┌─ SUPPLIED MATERIAL
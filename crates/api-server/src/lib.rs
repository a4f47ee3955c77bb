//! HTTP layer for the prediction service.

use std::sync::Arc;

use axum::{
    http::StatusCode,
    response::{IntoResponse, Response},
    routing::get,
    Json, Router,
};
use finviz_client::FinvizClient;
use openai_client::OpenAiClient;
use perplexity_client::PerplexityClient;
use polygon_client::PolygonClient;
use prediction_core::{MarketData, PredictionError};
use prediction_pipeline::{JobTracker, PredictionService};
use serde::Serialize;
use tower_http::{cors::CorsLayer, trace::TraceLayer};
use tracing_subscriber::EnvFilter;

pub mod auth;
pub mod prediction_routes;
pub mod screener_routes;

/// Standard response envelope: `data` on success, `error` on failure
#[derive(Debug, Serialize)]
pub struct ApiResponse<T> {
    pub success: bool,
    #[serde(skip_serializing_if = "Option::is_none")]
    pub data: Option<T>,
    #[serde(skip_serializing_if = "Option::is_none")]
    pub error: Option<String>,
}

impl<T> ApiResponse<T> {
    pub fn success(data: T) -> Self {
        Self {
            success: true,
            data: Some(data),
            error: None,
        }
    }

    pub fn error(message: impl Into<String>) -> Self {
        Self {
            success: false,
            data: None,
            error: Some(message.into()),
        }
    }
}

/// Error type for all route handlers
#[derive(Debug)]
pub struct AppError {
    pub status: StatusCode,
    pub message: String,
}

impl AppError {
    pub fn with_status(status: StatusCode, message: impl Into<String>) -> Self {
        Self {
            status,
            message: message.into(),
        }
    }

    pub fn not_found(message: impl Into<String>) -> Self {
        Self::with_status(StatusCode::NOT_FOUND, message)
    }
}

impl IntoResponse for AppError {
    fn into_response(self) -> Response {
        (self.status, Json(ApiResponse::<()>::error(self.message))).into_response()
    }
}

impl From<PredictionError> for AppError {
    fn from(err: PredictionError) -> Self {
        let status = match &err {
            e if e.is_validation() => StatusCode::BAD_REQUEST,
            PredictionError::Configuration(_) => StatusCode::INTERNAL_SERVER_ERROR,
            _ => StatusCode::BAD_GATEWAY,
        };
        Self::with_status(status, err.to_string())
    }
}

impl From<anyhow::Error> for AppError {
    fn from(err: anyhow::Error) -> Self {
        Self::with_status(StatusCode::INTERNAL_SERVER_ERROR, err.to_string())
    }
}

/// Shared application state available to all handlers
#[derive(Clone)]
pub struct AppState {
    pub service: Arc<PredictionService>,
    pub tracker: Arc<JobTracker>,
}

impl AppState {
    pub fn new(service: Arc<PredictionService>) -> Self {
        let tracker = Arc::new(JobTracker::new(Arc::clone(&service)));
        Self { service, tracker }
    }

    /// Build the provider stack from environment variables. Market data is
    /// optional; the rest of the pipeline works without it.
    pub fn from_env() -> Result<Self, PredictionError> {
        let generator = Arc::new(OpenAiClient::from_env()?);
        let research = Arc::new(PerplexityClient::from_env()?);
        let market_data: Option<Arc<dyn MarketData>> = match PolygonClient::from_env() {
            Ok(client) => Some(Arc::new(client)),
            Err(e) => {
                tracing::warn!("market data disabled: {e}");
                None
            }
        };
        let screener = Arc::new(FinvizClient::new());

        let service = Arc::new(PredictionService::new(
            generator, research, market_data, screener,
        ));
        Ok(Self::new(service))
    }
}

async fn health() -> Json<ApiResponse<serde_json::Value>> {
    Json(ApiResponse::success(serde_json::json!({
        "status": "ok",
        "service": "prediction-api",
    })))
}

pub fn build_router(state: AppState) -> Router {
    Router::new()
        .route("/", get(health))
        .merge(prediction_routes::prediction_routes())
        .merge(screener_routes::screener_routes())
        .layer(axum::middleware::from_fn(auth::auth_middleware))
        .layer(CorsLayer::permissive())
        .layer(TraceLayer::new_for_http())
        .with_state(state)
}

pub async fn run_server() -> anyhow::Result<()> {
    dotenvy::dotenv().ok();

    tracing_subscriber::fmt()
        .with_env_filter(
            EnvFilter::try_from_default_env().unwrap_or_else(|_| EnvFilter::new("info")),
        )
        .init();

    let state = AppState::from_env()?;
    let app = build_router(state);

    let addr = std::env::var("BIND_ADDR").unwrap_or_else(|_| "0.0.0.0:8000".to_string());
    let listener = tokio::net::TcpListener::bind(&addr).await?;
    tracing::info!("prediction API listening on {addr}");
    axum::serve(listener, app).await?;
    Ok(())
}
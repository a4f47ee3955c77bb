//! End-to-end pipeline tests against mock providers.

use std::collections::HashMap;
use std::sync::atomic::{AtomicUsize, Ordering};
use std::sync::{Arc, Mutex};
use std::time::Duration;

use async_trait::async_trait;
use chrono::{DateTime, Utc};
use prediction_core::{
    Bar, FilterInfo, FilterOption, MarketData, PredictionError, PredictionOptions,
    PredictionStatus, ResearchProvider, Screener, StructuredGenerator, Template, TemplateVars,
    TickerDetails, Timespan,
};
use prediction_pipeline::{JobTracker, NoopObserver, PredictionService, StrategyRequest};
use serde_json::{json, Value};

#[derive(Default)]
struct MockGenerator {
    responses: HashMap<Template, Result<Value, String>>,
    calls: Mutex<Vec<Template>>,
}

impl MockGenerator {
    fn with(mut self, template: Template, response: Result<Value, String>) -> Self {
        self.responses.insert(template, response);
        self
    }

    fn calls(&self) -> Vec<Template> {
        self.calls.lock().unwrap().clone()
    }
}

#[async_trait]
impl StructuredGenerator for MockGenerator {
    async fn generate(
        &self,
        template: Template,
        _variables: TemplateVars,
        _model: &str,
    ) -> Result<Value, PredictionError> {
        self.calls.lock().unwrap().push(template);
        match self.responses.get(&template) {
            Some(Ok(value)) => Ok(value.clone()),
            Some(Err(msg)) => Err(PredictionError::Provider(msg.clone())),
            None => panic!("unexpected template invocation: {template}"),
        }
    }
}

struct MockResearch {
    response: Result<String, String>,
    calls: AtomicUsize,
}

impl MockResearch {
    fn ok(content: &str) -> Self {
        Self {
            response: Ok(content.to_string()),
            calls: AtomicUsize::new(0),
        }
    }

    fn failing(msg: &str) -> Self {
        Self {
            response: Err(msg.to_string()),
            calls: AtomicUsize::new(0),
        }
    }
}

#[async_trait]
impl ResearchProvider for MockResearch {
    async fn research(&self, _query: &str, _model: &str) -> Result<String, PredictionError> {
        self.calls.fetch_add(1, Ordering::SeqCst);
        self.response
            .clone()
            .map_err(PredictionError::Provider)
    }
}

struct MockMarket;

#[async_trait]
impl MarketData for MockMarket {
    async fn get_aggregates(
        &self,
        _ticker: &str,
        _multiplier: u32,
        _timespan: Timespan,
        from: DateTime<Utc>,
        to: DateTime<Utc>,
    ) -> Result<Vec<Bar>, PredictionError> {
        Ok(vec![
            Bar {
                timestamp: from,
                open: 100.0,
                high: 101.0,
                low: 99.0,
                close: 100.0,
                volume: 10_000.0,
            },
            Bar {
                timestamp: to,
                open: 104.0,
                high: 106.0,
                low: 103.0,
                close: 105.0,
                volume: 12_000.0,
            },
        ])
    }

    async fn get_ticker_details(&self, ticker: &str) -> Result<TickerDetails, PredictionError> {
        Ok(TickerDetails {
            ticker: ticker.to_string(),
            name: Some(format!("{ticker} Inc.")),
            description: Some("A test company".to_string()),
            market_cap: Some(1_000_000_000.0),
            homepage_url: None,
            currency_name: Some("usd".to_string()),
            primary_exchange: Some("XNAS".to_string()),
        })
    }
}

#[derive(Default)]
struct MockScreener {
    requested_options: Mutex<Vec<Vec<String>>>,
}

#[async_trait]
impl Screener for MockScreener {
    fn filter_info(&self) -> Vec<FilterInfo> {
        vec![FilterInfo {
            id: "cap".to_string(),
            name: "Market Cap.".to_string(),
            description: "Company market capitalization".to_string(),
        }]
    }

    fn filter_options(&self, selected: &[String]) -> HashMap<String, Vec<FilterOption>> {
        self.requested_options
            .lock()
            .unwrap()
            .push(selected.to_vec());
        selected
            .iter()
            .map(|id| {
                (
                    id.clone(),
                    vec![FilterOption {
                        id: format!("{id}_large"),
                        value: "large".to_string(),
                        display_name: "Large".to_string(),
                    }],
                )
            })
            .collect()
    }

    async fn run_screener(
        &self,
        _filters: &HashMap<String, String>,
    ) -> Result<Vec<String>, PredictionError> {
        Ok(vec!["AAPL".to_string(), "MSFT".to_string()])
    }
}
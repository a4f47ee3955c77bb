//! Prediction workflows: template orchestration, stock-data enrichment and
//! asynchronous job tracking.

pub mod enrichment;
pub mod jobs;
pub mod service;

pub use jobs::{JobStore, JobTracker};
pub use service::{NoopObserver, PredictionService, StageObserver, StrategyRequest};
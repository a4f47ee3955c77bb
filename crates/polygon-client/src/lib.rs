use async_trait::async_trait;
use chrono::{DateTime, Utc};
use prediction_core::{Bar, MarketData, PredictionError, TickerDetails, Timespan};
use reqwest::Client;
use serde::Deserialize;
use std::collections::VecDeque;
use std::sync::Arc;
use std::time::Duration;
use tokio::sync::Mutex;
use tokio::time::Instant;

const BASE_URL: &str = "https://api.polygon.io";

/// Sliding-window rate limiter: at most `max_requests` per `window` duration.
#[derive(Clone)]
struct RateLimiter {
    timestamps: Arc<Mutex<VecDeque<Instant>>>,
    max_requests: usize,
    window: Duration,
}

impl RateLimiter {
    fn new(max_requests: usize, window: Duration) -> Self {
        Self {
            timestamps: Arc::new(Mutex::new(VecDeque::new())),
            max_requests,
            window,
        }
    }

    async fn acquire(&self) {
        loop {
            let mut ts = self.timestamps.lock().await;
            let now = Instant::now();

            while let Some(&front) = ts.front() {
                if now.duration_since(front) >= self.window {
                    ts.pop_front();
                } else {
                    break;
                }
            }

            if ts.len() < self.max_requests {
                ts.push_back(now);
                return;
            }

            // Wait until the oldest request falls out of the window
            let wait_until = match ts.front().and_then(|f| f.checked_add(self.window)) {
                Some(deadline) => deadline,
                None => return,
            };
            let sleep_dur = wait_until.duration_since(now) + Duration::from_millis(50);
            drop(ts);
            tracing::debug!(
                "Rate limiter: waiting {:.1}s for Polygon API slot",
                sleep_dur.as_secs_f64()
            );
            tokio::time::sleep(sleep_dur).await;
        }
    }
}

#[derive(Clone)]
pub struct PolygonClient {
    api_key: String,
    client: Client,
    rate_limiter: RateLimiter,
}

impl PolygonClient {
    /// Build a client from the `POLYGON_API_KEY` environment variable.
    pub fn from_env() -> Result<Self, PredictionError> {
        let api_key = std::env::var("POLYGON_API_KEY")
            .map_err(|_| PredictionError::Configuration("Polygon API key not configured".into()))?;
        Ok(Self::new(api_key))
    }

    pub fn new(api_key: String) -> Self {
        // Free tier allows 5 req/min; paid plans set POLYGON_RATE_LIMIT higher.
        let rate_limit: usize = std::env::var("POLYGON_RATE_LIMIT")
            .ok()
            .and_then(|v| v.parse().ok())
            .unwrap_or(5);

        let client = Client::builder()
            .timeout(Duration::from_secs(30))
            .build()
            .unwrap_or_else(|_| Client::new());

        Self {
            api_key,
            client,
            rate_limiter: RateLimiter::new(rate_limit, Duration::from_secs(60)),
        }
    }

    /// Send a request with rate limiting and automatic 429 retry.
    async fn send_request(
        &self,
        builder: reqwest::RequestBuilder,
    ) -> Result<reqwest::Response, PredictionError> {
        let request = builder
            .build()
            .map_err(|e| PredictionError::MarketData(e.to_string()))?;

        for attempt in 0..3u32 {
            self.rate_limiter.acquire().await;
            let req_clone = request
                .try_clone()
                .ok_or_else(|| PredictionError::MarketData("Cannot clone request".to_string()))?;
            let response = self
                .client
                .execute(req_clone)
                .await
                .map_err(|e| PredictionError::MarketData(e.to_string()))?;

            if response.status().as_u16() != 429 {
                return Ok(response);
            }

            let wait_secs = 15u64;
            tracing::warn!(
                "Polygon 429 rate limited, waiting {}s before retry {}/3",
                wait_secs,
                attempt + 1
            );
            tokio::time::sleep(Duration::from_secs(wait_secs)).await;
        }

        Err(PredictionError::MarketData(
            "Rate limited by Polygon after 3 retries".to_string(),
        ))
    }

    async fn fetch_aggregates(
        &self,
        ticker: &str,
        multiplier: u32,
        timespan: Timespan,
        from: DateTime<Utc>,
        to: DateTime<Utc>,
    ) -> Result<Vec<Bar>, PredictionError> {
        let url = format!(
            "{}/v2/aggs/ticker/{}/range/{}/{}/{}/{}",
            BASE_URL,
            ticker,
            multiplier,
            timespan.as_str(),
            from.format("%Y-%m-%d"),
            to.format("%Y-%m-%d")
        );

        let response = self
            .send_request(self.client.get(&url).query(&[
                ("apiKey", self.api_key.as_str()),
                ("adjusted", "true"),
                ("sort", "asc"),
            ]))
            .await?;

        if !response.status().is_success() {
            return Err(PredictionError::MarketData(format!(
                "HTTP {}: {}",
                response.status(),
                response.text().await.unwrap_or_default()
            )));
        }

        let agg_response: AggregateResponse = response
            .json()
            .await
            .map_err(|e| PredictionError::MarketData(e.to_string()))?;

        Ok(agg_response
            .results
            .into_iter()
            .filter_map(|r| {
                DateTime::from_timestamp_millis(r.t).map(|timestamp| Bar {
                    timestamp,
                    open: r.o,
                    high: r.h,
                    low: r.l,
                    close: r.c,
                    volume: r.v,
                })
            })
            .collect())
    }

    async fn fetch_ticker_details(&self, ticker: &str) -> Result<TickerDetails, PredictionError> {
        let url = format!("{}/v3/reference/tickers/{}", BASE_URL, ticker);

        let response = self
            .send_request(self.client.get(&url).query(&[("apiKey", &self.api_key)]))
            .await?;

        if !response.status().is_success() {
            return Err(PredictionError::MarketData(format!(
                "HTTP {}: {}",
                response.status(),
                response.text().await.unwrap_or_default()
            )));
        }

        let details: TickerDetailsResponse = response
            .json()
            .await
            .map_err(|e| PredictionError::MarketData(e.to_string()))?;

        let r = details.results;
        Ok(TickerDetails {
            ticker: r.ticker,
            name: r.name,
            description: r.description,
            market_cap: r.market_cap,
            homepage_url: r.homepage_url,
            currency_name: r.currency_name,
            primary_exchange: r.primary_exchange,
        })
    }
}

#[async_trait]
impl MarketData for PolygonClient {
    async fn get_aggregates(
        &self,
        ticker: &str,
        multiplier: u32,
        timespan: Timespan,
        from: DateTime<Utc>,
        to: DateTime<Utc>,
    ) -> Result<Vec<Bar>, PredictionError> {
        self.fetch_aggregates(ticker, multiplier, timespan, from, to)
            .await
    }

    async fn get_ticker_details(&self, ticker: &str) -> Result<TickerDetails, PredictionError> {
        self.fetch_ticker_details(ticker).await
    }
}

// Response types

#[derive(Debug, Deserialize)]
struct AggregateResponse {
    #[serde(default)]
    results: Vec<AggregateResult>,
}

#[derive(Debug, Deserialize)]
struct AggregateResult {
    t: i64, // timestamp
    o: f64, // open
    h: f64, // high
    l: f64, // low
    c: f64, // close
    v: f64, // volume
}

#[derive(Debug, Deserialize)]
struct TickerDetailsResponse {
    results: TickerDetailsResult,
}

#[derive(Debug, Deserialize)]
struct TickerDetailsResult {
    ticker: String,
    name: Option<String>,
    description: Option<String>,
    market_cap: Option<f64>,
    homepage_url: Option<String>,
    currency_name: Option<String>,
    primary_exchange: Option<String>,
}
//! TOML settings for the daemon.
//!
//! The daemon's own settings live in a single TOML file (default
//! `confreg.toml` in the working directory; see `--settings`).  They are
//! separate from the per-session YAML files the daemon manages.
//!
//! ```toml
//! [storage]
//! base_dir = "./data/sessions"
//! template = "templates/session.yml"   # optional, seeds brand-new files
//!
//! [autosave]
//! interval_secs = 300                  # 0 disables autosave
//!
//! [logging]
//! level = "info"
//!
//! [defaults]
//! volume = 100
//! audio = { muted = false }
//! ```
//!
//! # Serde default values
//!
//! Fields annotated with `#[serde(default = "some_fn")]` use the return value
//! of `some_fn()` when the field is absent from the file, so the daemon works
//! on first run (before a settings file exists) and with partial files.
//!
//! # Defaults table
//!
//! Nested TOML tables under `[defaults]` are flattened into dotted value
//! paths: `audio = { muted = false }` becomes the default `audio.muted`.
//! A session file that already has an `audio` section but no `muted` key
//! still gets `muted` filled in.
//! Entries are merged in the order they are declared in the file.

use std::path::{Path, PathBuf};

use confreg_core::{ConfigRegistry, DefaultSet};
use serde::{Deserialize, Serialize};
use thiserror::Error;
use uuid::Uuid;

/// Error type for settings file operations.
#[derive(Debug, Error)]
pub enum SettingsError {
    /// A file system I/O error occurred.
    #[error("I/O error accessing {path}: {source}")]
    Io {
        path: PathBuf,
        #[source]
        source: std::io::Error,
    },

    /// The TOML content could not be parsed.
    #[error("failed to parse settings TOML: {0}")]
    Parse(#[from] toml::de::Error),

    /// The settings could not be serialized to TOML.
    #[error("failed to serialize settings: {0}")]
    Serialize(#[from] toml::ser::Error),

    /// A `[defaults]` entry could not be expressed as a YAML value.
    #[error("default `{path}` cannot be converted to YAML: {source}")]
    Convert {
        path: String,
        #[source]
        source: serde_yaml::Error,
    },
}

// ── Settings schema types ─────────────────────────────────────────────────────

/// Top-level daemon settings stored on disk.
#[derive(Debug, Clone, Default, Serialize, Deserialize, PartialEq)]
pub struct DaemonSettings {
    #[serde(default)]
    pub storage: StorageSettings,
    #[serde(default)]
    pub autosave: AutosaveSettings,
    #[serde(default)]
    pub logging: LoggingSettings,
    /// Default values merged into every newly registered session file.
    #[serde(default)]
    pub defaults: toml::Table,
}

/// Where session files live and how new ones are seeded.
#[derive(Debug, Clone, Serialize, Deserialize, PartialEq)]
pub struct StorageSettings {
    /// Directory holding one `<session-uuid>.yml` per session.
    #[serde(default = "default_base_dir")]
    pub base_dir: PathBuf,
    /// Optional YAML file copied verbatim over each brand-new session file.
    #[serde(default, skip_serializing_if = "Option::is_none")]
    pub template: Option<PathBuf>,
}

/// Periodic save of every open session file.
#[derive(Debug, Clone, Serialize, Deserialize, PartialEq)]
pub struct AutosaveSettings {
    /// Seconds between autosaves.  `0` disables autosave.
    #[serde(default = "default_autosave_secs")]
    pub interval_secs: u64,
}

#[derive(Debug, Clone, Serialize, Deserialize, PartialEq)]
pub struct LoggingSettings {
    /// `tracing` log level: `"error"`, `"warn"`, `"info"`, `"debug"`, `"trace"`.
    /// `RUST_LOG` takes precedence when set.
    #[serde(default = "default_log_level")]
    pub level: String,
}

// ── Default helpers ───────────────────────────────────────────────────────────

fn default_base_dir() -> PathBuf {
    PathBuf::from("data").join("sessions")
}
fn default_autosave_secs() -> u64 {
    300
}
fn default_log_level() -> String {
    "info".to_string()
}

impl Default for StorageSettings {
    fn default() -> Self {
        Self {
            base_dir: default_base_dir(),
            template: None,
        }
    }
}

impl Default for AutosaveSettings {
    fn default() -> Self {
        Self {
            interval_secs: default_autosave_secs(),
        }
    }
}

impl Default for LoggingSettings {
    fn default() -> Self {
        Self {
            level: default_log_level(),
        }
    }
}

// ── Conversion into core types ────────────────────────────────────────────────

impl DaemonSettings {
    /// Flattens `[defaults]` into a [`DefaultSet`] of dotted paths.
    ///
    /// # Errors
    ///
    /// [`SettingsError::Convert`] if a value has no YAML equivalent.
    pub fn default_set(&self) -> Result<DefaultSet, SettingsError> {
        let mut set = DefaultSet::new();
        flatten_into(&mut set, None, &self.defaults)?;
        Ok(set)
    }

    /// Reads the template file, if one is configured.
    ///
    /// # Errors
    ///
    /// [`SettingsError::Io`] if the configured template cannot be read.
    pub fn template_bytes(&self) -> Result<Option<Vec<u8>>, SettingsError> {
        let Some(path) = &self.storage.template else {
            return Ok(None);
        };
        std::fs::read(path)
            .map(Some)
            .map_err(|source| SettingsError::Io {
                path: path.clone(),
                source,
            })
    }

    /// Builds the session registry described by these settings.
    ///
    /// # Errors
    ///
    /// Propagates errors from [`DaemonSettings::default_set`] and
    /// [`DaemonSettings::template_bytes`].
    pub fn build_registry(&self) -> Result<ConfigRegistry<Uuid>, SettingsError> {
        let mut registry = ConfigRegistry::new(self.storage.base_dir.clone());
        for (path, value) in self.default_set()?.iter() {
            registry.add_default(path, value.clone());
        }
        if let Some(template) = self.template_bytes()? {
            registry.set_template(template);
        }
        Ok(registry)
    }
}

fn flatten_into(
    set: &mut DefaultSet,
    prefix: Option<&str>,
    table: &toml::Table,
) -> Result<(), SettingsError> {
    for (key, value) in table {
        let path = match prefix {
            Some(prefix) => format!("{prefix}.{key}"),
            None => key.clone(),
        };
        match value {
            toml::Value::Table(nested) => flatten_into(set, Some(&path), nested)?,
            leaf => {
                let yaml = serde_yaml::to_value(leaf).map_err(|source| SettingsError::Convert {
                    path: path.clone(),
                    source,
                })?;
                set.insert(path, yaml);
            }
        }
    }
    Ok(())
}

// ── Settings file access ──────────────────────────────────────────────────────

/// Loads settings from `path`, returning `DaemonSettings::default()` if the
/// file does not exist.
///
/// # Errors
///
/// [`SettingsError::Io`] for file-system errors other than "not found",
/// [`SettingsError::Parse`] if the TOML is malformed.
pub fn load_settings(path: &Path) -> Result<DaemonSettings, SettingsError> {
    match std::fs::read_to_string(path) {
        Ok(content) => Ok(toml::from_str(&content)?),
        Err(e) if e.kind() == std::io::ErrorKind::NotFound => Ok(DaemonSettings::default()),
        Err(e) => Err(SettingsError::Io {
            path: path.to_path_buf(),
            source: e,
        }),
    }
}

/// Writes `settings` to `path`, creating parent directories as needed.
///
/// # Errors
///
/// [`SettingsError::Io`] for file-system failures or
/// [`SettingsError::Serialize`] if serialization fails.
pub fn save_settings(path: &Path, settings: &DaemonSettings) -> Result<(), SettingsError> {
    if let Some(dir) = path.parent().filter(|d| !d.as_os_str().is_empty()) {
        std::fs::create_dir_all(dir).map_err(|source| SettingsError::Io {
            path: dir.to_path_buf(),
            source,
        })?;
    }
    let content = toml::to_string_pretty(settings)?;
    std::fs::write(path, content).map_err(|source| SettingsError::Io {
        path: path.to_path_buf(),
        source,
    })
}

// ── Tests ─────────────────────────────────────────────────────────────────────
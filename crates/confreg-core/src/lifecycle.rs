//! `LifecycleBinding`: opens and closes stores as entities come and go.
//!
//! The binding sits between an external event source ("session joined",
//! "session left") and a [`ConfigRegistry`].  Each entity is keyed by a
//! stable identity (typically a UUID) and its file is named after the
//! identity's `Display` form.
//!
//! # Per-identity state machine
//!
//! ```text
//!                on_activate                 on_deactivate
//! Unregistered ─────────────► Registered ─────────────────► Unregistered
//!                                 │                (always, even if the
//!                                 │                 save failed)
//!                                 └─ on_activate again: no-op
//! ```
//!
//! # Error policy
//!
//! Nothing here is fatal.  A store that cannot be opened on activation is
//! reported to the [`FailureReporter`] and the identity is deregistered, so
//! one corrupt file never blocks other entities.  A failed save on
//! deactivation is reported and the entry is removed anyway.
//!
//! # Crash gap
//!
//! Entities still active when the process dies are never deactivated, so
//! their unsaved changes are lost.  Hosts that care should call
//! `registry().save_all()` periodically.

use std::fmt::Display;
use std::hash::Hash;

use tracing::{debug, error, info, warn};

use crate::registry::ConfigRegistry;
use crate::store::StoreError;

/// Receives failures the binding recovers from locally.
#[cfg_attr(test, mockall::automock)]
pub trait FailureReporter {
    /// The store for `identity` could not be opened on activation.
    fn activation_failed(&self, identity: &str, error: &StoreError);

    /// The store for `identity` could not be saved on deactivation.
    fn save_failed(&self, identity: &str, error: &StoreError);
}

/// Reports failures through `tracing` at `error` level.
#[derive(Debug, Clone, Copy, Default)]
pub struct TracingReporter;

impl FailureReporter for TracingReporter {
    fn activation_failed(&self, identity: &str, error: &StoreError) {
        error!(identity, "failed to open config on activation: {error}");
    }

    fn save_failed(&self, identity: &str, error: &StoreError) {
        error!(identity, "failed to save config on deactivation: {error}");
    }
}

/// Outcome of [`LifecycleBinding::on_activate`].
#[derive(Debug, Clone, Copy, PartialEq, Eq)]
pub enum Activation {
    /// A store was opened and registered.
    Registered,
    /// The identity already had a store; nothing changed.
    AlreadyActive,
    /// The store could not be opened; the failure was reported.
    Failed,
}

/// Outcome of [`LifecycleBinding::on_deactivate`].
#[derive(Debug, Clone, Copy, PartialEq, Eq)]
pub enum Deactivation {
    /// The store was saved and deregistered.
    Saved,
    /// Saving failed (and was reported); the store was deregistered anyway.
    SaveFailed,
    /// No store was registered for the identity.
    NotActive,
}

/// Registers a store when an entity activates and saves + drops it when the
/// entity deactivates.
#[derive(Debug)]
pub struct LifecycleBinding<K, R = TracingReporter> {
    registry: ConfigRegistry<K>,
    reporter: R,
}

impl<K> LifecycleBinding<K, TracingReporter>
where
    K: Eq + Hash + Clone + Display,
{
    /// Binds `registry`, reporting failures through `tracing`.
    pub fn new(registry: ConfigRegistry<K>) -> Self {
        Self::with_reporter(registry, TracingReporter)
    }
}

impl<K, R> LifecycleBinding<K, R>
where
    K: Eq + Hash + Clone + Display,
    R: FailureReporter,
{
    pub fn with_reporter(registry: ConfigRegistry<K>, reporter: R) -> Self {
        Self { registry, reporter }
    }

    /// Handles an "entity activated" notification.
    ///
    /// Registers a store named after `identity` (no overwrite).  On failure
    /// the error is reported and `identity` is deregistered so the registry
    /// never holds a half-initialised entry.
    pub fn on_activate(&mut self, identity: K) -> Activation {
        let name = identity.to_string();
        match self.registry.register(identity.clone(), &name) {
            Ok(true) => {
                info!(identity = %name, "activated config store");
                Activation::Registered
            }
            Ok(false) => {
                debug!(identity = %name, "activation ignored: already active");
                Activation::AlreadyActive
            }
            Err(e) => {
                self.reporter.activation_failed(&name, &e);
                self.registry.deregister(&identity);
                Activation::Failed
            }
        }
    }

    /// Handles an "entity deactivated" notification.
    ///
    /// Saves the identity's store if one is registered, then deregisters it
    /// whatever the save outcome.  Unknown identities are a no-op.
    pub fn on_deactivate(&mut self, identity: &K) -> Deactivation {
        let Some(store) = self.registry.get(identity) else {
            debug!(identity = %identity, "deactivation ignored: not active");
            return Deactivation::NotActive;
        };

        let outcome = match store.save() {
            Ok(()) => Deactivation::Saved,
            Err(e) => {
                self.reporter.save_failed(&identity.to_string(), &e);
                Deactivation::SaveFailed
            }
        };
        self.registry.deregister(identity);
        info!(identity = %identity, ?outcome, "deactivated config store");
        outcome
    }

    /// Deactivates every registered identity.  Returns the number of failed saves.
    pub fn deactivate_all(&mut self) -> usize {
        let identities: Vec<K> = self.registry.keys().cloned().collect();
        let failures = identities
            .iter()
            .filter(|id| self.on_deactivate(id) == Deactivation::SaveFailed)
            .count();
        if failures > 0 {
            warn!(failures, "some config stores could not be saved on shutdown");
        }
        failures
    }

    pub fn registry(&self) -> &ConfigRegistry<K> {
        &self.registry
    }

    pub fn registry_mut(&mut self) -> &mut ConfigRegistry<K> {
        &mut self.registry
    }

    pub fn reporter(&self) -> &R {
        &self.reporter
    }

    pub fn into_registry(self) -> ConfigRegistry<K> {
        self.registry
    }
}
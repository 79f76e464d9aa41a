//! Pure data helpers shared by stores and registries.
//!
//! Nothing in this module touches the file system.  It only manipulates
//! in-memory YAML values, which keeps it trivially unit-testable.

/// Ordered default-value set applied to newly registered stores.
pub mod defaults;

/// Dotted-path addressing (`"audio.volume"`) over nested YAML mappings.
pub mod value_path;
└─
WHAT IS EXPECTED: Report, from the entries above, each line where "that" is found.

EXERCISE ANSWER:
//! A session file that already has an `audio` section but no `muted` key
//! Nothing here is fatal.  A store that cannot be opened on activation is
//! their unsaved changes are lost.  Hosts that care should call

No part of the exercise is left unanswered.